What you are asked to do: Every line from the one containing "use crate::stats::StatsSnapshot;" to the one containing "impl fmt::Display for StatusIndicator" in the records below, both included, must be set down exactly, and no other line.

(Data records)
---

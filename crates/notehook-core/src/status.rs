//! Text status report
//!
//! The user-facing summary of a session: where configuration was loaded
//! from, whether it loaded cleanly, and what the dispatcher has done so far.

use crate::config::ConfigWarning;
use crate::stats::StatsSnapshot;
use crate::worker::WorkerState;
use std::fmt;
use std::path::PathBuf;

#[derive(Debug, Clone, Copy, PartialEq, Eq)]
pub enum StatusIndicator {
    Ok,
    Warning,
}

impl fmt::Display for StatusIndicator {
    fn fmt(&self, f: &mut fmt::Formatter<'_>) -> fmt::Result {
        match self {
            Self::Ok => write!(f, "OK"),
            Self::Warning => write!(f, "WARNING"),
        }
    }
}

#[derive(Debug, Clone, PartialEq)]
pub struct StatusReport {
    pub config_dir: PathBuf,
    pub indicator: StatusIndicator,
    pub warnings: Vec<ConfigWarning>,
    pub mapped_notes: usize,
    pub worker: WorkerState,
    pub stats: StatsSnapshot,
}

impl StatusReport {
    pub fn new(
        config_dir: PathBuf,
        warnings: Vec<ConfigWarning>,
        mapped_notes: usize,
        worker: WorkerState,
        stats: StatsSnapshot,
    ) -> Self {
        let indicator = if warnings.is_empty() {
            StatusIndicator::Ok
        } else {
            StatusIndicator::Warning
        };
        Self {
            config_dir,
            indicator,
            warnings,
            mapped_notes,
            worker,
            stats,
        }
    }
}

impl fmt::Display for StatusReport {
    fn fmt(&self, f: &mut fmt::Formatter<'_>) -> fmt::Result {
        writeln!(f, "Config dir: {}", self.config_dir.display())?;
        writeln!(f, "Status: {}", self.indicator)?;
        for warning in &self.warnings {
            writeln!(f, "  - {}", warning)?;
        }
        writeln!(f, "Mapped notes: {}", self.mapped_notes)?;
        writeln!(f, "Worker: {}", self.worker)?;
        write!(
            f,
            "Jobs: {} queued, {} dropped, {} run, {} skipped, {} failed, {} timed out",
            self.stats.enqueued,
            self.stats.dropped,
            self.stats.executed,
            self.stats.skipped,
            self.stats.failed,
            self.stats.timed_out
        )
    }
}

#[cfg(test)]
mod tests {
    use super::*;

    #[test]
    fn test_clean_report() {
        let report = StatusReport::new(
            PathBuf::from("/cfg"),
            Vec::new(),
            3,
            WorkerState::Idle,
            StatsSnapshot::default(),
        );
        assert_eq!(report.indicator, StatusIndicator::Ok);

        let text = report.to_string();
        assert!(text.contains("Config dir: /cfg"));
        assert!(text.contains("Status: OK"));
        assert!(text.contains("Mapped notes: 3"));
    }

    #[test]
    fn test_warnings_listed() {
        let report = StatusReport::new(
            PathBuf::from("/cfg"),
            vec![ConfigWarning::NoMappings],
            0,
            WorkerState::Stopped,
            StatsSnapshot::default(),
        );
        assert_eq!(report.indicator, StatusIndicator::Warning);

        let text = report.to_string();
        assert!(text.contains("Status: WARNING"));
        assert!(text.contains("  - No mappings loaded from event.conf"));
    }
}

---

Answer area:
use crate::stats::StatsSnapshot;
use crate::worker::WorkerState;
use std::fmt;
use std::path::PathBuf;

#[derive(Debug, Clone, Copy, PartialEq, Eq)]
pub enum StatusIndicator {
    Ok,
    Warning,
}

impl fmt::Display for StatusIndicator {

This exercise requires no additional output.